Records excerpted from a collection
··········

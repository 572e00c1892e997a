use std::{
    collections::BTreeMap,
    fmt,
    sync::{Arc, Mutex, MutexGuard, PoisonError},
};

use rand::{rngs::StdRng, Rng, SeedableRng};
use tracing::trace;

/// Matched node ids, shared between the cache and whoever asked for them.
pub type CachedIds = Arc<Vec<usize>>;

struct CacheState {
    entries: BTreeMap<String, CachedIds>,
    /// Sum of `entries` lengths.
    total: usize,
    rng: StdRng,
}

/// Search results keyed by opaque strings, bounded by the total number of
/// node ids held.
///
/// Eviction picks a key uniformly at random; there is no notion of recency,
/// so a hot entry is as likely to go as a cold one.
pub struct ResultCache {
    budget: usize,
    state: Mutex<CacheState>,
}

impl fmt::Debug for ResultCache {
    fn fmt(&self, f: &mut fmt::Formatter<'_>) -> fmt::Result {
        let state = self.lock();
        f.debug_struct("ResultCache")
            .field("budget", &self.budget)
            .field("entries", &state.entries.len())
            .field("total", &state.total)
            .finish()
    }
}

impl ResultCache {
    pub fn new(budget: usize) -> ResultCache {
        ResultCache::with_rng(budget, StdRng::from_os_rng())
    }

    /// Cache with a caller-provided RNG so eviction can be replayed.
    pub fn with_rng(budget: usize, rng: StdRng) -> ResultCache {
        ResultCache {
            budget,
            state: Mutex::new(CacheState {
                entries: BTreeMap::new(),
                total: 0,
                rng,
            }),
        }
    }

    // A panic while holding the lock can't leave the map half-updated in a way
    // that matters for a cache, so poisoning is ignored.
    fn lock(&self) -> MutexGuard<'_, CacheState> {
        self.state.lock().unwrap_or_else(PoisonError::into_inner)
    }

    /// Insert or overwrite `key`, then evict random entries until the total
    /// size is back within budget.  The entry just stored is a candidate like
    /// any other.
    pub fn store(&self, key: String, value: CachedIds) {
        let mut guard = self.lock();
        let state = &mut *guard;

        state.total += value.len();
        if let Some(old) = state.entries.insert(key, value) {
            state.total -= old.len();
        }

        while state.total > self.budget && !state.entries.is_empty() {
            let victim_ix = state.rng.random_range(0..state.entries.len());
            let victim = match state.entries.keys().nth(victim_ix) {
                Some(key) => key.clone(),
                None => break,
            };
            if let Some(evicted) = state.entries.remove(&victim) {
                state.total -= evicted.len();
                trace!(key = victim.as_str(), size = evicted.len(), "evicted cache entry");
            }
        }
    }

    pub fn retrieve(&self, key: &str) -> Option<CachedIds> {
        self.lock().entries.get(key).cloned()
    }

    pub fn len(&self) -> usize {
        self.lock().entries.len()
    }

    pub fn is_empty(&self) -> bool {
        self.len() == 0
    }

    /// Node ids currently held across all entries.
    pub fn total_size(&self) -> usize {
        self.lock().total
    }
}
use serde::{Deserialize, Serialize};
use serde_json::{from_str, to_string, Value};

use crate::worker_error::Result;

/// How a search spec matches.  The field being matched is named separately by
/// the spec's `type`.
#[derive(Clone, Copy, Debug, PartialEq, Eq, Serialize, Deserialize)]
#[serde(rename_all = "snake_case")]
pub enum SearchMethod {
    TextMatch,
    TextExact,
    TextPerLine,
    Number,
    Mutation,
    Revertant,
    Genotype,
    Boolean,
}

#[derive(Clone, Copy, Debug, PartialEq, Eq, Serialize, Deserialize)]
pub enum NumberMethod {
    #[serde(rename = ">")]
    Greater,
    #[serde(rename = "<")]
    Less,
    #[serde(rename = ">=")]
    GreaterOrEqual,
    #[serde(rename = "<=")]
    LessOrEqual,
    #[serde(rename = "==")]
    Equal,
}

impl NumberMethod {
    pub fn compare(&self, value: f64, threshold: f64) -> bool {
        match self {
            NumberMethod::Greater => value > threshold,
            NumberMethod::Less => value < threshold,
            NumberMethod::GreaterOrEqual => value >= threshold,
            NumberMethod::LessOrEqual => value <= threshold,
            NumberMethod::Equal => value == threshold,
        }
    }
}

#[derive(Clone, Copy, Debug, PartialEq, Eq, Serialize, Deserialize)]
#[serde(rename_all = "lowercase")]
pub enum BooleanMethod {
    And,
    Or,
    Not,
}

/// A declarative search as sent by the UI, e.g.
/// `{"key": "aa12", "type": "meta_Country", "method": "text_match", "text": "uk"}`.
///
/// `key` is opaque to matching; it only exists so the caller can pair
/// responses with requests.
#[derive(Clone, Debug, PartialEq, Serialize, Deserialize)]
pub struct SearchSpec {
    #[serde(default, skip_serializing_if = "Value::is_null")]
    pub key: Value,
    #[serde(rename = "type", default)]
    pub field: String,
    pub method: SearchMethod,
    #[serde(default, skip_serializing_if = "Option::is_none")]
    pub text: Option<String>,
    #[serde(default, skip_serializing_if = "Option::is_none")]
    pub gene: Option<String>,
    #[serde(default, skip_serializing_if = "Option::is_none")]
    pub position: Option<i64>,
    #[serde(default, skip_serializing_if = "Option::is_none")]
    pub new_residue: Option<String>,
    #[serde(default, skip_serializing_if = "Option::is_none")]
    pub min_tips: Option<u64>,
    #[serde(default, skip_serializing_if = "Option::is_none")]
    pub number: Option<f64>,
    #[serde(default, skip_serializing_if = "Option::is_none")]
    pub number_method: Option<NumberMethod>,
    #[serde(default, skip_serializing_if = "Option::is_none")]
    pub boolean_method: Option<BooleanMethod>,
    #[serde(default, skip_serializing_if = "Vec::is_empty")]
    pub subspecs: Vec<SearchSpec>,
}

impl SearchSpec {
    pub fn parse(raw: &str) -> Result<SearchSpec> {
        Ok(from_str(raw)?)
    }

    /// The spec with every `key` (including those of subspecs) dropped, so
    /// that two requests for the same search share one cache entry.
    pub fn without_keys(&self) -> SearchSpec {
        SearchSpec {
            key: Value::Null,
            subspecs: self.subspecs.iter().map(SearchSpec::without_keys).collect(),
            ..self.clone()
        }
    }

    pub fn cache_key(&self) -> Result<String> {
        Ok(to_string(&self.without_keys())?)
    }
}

··········

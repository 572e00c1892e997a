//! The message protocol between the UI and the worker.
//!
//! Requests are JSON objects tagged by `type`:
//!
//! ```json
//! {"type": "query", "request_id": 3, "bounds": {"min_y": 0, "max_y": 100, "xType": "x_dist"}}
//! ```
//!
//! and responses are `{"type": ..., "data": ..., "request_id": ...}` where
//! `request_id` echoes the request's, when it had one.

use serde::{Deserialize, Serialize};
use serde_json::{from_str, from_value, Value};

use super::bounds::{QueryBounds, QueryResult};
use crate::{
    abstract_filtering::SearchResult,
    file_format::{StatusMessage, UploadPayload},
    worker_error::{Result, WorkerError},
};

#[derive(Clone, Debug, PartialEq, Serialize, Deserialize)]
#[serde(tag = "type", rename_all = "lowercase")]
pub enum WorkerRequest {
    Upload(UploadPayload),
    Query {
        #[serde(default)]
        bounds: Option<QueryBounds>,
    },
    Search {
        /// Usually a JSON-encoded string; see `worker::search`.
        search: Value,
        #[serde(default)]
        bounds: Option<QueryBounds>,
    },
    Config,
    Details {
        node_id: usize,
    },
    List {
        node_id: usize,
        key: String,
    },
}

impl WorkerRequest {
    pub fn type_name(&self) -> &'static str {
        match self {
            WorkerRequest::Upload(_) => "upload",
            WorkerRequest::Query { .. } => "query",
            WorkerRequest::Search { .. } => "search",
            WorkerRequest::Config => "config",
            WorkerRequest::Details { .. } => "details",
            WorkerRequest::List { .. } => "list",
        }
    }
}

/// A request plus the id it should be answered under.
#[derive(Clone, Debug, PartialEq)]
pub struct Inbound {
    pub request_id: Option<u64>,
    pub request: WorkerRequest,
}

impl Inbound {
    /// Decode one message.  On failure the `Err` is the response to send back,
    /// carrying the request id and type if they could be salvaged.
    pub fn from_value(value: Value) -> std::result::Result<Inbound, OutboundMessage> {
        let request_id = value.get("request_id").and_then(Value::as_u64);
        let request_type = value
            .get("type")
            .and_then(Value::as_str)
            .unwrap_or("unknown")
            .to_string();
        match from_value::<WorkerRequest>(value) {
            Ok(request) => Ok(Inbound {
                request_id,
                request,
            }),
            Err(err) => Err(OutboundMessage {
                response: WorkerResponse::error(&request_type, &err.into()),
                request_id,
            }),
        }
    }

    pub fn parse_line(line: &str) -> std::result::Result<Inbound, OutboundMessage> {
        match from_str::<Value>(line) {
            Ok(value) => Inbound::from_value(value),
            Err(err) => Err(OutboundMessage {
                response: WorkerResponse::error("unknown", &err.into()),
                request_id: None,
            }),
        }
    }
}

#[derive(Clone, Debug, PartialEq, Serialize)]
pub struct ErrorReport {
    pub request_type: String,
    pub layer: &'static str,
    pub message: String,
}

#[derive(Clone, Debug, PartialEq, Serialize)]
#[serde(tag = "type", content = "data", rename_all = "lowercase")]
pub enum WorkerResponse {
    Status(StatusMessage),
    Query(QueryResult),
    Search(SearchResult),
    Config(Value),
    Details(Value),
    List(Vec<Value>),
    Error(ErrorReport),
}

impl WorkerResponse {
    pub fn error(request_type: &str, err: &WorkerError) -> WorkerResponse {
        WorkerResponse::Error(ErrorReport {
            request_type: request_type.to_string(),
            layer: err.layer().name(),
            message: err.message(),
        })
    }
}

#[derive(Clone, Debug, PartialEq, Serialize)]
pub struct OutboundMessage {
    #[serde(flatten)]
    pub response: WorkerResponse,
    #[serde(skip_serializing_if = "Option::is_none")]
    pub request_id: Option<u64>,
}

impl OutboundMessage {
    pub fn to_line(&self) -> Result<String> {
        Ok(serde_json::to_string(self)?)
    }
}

··········

- [Exercise description]: All lines that hold the word "WorkerResponse" should be copied from the data.

- [Result of the exercise]:
                response: WorkerResponse::error(&request_type, &err.into()),
                response: WorkerResponse::error("unknown", &err.into()),
pub enum WorkerResponse {
impl WorkerResponse {
    pub fn error(request_type: &str, err: &WorkerError) -> WorkerResponse {
        WorkerResponse::Error(ErrorReport {
    pub response: WorkerResponse,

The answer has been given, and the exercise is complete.